Afghan authorities are struggling to reach a remote area hit by an earthquake that killed 1000 people but poor communications and a lack of proper roads are hampering their efforts, officials say.

The magnitude 6.1 earthquake struck early on Wednesday about 160km southeast of Kabul, in arid mountains dotted with small settlements near the border with Pakistan.

“We can’t reach the area, the networks are too week, we are trying to get updates,” Mohammad Ismail Muawiyah, a spokesman for the top Taliban military commander in hardest-hit Paktika province, told Reuters, referring to telephone networks.

The earthquake killed some 1000 people and injured 1500, he said.

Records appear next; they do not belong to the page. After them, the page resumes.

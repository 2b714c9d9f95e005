use std::fmt;

use serde::{Deserialize, Deserializer, Serialize, Serializer};

/// Sentinel the ticket form uses for a ticket that has not been saved yet.
pub const NEW_TICKET_SENTINEL: &str = "(New)";

#[derive(Debug, Clone, Serialize, Deserialize, PartialEq)]
#[serde(rename_all = "camelCase")]
pub struct Customer {
    pub id: i64,
    pub first_name: String,
    pub last_name: String,
    pub email: String,
    pub phone: String,
    pub address1: String,
    pub address2: Option<String>,
    pub city: String,
    pub state: String,
    pub zip: String,
    pub notes: Option<String>,
    pub active: bool,
    pub created_at: String,
    pub updated_at: String,
}

impl Customer {
    pub fn full_name(&self) -> String {
        format!("{} {}", self.first_name, self.last_name)
    }
}

#[derive(Debug, Clone, Serialize, Deserialize, PartialEq)]
#[serde(rename_all = "camelCase")]
pub struct Ticket {
    pub id: i64,
    pub customer_id: i64,
    pub title: String,
    pub description: String,
    pub completed: bool,
    pub tech: String,
    pub created_at: String,
    pub updated_at: String,
}

/// Identifier of a ticket as carried by the ticket form: either the
/// `"(New)"` sentinel or the numeric id of a stored ticket.
#[derive(Debug, Clone, Copy, PartialEq, Eq)]
pub enum TicketId {
    New,
    Existing(i64),
}

impl TicketId {
    pub fn existing(&self) -> Option<i64> {
        match self {
            Self::New => None,
            Self::Existing(id) => Some(*id),
        }
    }
}

impl fmt::Display for TicketId {
    fn fmt(&self, f: &mut fmt::Formatter<'_>) -> fmt::Result {
        match self {
            Self::New => f.write_str(NEW_TICKET_SENTINEL),
            Self::Existing(id) => write!(f, "{}", id),
        }
    }
}

impl Serialize for TicketId {
    fn serialize<S: Serializer>(&self, serializer: S) -> Result<S::Ok, S::Error> {
        match self {
            Self::New => serializer.serialize_str(NEW_TICKET_SENTINEL),
            Self::Existing(id) => serializer.serialize_i64(*id),
        }
    }
}

impl<'de> Deserialize<'de> for TicketId {
    fn deserialize<D: Deserializer<'de>>(deserializer: D) -> Result<Self, D::Error> {
        #[derive(Deserialize)]
        #[serde(untagged)]
        enum Raw {
            Number(i64),
            Text(String),
        }

        match Raw::deserialize(deserializer)? {
            Raw::Number(id) => Ok(Self::Existing(id)),
            Raw::Text(s) if s == NEW_TICKET_SENTINEL => Ok(Self::New),
            Raw::Text(s) => Err(serde::de::Error::custom(format!(
                "Invalid ticket id: expected a number or \"{}\", got \"{}\"",
                NEW_TICKET_SENTINEL, s
            ))),
        }
    }
}

/// A ticket joined with its customer, as shown in the ticket table.
#[derive(Debug, Clone, Serialize, Deserialize, PartialEq)]
#[serde(rename_all = "camelCase")]
pub struct TicketSearchRow {
    pub id: i64,
    pub ticket_date: String,
    pub title: String,
    pub first_name: String,
    pub last_name: String,
    pub email: String,
    pub tech: String,
    pub completed: bool,
}

/// What the current caller may do. Resolved once per request from the
/// identity the auth proxy forwards, then passed down as plain data.
#[derive(Debug, Clone, Default, PartialEq, Eq, Serialize, Deserialize)]
pub struct Capabilities {
    pub email: Option<String>,
    pub manager: bool,
}

impl Capabilities {
    pub fn manager(email: &str) -> Self {
        Self {
            email: Some(email.to_string()),
            manager: true,
        }
    }

    pub fn staff(email: &str) -> Self {
        Self {
            email: Some(email.to_string()),
            manager: false,
        }
    }

    /// Parse a comma separated permission list such as `"manager,reports"`.
    pub fn from_permissions(email: Option<String>, permissions: &str) -> Self {
        let manager = permissions
            .split(',')
            .map(str::trim)
            .any(|p| p.eq_ignore_ascii_case("manager"));
        Self { email, manager }
    }

    /// Whether the caller is the technician assigned to `tech`.
    pub fn is_assigned(&self, tech: &str) -> bool {
        self.email
            .as_deref()
            .is_some_and(|email| email.eq_ignore_ascii_case(tech))
    }
}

More than 3000 houses were destroyed.

About 600 people had been rescued from various affected areas on Wednesday night, he added.

The rescue operation will be a major test for the hardline Islamist Taliban authorities, who took over the country last August after two decades of war and have been cut off from much international assistance because of sanctions.

The Taliban-led ministry of defence is leading rescue efforts.

Afghan media published pictures of houses reduced to rubble and bodies swathed in blankets on the ground in the hours after the earthquake struck.

Accurate information has been limited from remote mountain villages.

Large parts of South Asia are seismically active because a tectonic plate known as the Indian plate is pushing north into the Eurasian plate.

In 2015, an earthquake struck the remote Afghan northeast, killing several hundred people in Afghanistan and nearby northern Pakistan.